If, for example, a dental prosthesis is due, all health insurers reward regular check-ups with financial subsidies. Therefore, it is important that the regular preventive examinations are recorded as evidence in the bonus booklet. Normally, health insurance companies only pay half of the costs for standard dental prostheses. Those who have their teeth checked at least once a year for five consecutive years receive a subsidy of 60 percent; those who can provide evidence of ten years of regular preventive care in their bonus booklet are even reimbursed for 65 percent of the costs.

You can find more information about this on our portal kostenfalle-zahn.

Individual health services (IGeL)

In addition, many medical practices advertise special tests and (preventive) examinations, which they offer at private cost, since these are not included in the statutory benefits catalog and the insurance companies do not cover the costs for them.

These are so-called IGeL services (individual health services). Their benefit is controversial in many cases.
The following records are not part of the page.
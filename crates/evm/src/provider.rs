use alloy_primitives::B256;
use reth_blockchain_tree_api::BlockStore;
use reth_chainspec::ReleaseSpec;
use reth_primitives::Header;
use reth_primitives_traits::BlockHash;

use crate::{cache::BlockhashCache, store::WorldState};

/// Errors surfaced by BLOCKHASH resolution (spec.md §7 "Blockhash").
/// Out-of-range requests (depth 0, or greater than 256) are *not* errors —
/// they resolve to `Ok(None)` (spec.md §4.5).
#[derive(Debug, Clone, Copy, thiserror::Error)]
pub enum BlockhashError {
    /// An ancestor in the requested range could not be resolved, either
    /// because the chain was missing a link or an ancestor's `number`
    /// didn't decrement by exactly one from its child.
    #[error("missing blockhash ancestor")]
    MissingBlockhash,
    /// `ReleaseSpec::blockhash_ring_buffer_size` reported zero.
    #[error("invalid blockhash ring buffer size")]
    InvalidBlockhashNumber,
}

/// A source of ancestor headers by hash, consulted by the legacy
/// [`BlockhashCache`]-backed strategy when it needs to extend a cached
/// list (spec.md §4.5 "walks parent links via the block tree").
///
/// Blanket-implemented for anything that implements
/// [`BlockStore`](reth_blockchain_tree_api::BlockStore): the block tree
/// *borrows* its block store (spec.md §3 "Ownership"), and that store is
/// exactly what this resolution needs.
pub trait AncestorSource: Send + Sync {
    /// Looks up the header of the block with the given hash.
    fn header_by_hash(&self, hash: BlockHash) -> Option<Header>;
}

impl<T> AncestorSource for T
where
    T: BlockStore + Send + Sync,
{
    fn header_by_hash(&self, hash: BlockHash) -> Option<Header> {
        self.get(hash).map(|block| block.header)
    }
}

/// Answers `BLOCKHASH` queries for a given "current" header (C6, spec.md
/// §4.5). Implementations may mutate internal cache state, hence `&mut
/// self`.
pub trait BlockhashProvider {
    /// Resolves the hash of the ancestor numbered `requested_number`,
    /// relative to `current`. Returns `Ok(None)` for the current/future
    /// block or any depth outside `1..=256` (not an error).
    fn blockhash(
        &mut self,
        current: &Header,
        requested_number: u64,
    ) -> Result<Option<BlockHash>, BlockhashError>;

    /// Populates whatever cache the provider maintains for `current`,
    /// without returning a specific hash (spec.md §4.5's "prefetch
    /// variant").
    fn prefetch(&mut self, current: &Header) -> Result<(), BlockhashError>;
}

/// `current.number - requested_number`, or `None` if `requested_number`
/// is the current or a future block.
fn depth(current: &Header, requested_number: u64) -> Option<u64> {
    current.number.checked_sub(requested_number).filter(|&d| d > 0)
}

/// The legacy (pre-EIP-2935) strategy: depth 1 reads `parent_hash`
/// directly; deeper requests consult a 32-entry ancestor cache, walking
/// `source` on a miss (spec.md §4.5).
pub struct LegacyBlockhashProvider<'a, S> {
    source: &'a S,
    cache: BlockhashCache,
}

impl<'a, S: AncestorSource> LegacyBlockhashProvider<'a, S> {
    /// Builds a provider over `source` with an empty ancestor cache.
    pub fn new(source: &'a S) -> Self {
        Self { source, cache: BlockhashCache::new() }
    }
}

impl<S: AncestorSource> BlockhashProvider for LegacyBlockhashProvider<'_, S> {
    fn blockhash(
        &mut self,
        current: &Header,
        requested_number: u64,
    ) -> Result<Option<BlockHash>, BlockhashError> {
        let Some(d) = depth(current, requested_number) else { return Ok(None) };
        if d > 256 {
            return Ok(None);
        }
        if d == 1 {
            return Ok(Some(current.parent_hash));
        }

        let needed_len = (d - 1) as usize;
        let hash =
            self.cache.resolve(self.source, current.parent_hash, current.number - 1, needed_len)?;
        Ok(Some(hash))
    }

    fn prefetch(&mut self, current: &Header) -> Result<(), BlockhashError> {
        let max_depth = current.number.min(256);
        if max_depth < 2 {
            return Ok(());
        }
        let needed_len = (max_depth - 1) as usize;
        self.cache.resolve(self.source, current.parent_hash, current.number - 1, needed_len)?;
        Ok(())
    }
}

/// The EIP-2935 strategy: reads the ring-buffer slot directly from world
/// state. A zero stored value means "not available" (spec.md §4.5).
pub struct StateBlockhashProvider<'a, W, S> {
    world_state: &'a W,
    spec: &'a S,
}

impl<'a, W: WorldState, S: ReleaseSpec> StateBlockhashProvider<'a, W, S> {
    /// Builds a provider reading `world_state` via `spec`'s system
    /// contract address and ring size.
    pub const fn new(world_state: &'a W, spec: &'a S) -> Self {
        Self { world_state, spec }
    }
}

impl<W: WorldState, S: ReleaseSpec> BlockhashProvider for StateBlockhashProvider<'_, W, S> {
    fn blockhash(
        &mut self,
        current: &Header,
        requested_number: u64,
    ) -> Result<Option<BlockHash>, BlockhashError> {
        let Some(d) = depth(current, requested_number) else { return Ok(None) };
        if d > 256 {
            return Ok(None);
        }

        let ring_size = self.spec.blockhash_ring_buffer_size();
        if ring_size == 0 {
            return Err(BlockhashError::InvalidBlockhashNumber);
        }

        let slot = alloy_primitives::U256::from(requested_number % ring_size);
        let value = self.world_state.get_storage(self.spec.blockhash_system_contract(), slot);
        if value.is_zero() {
            return Ok(None);
        }
        Ok(Some(B256::from(value)))
    }

    fn prefetch(&mut self, _current: &Header) -> Result<(), BlockhashError> {
        // Reads go straight to world state; there is no cache to warm.
        Ok(())
    }
}

/// Dispatches to [`LegacyBlockhashProvider`] or [`StateBlockhashProvider`]
/// per block, per `spec.is_blockhash_in_state_available` (spec.md §4.5
/// "Two modes").
pub struct BlockhashResolver<'a, S, W, A> {
    spec: &'a S,
    legacy: LegacyBlockhashProvider<'a, A>,
    state: StateBlockhashProvider<'a, W, S>,
}

impl<'a, S, W, A> BlockhashResolver<'a, S, W, A>
where
    S: ReleaseSpec,
    W: WorldState,
    A: AncestorSource,
{
    /// Builds a resolver consulting `spec` to pick a strategy per block.
    pub fn new(spec: &'a S, world_state: &'a W, ancestor_source: &'a A) -> Self {
        Self {
            spec,
            legacy: LegacyBlockhashProvider::new(ancestor_source),
            state: StateBlockhashProvider::new(world_state, spec),
        }
    }

    /// Resolves `requested_number`'s hash relative to `current`.
    pub fn blockhash(
        &mut self,
        current: &Header,
        requested_number: u64,
    ) -> Result<Option<BlockHash>, BlockhashError> {
        if self.spec.is_blockhash_in_state_available(current.number) {
            self.state.blockhash(current, requested_number)
        } else {
            self.legacy.blockhash(current, requested_number)
        }
    }

    /// Warms whichever strategy is active for `current`.
    pub fn prefetch(&mut self, current: &Header) -> Result<(), BlockhashError> {
        if self.spec.is_blockhash_in_state_available(current.number) {
            self.state.prefetch(current)
        } else {
            self.legacy.prefetch(current)
        }
    }

    /// The last up-to-256 ancestor hashes of `current`, oldest first
    /// (spec.md §8 scenario 6, `getLast256BlockHashes`).
    pub fn last_256_block_hashes(
        &mut self,
        current: &Header,
    ) -> Result<Vec<BlockHash>, BlockhashError> {
        let count = current.number.min(256);
        let mut out = Vec::with_capacity(count as usize);
        for i in (1..=count).rev() {
            match self.blockhash(current, current.number - i)? {
                Some(hash) => out.push(hash),
                None => return Err(BlockhashError::MissingBlockhash),
            }
        }
        Ok(out)
    }
}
The IGel monitor evaluates frequently offered examinations on the basis of scientific findings. Patients should therefore check additional services that are not covered by their health insurance fund before agreeing to them and consult with their health insurance fund to determine the extent to which additional treatments that are subject to a charge make sense in individual cases. Whether the health insurance companies cover the costs should be clarified in advance – because the amounts for services that have already been paid privately are usually not reimbursed afterwards.

You can find more information on this topic in our FAQ on IGeL services.

The two most frequently performed IGeL services are intraocular pressure measurement for early glaucoma detection and ovarian ultrasound for early cancer detection. According to the IGeL Monitor 2020 survey, these two IGeL services are once again at the top of the list. The IGel Monitor notes that for both services, the potential harm outweighs the benefit. Specialist societies and professional associations also tend to advise against these two services.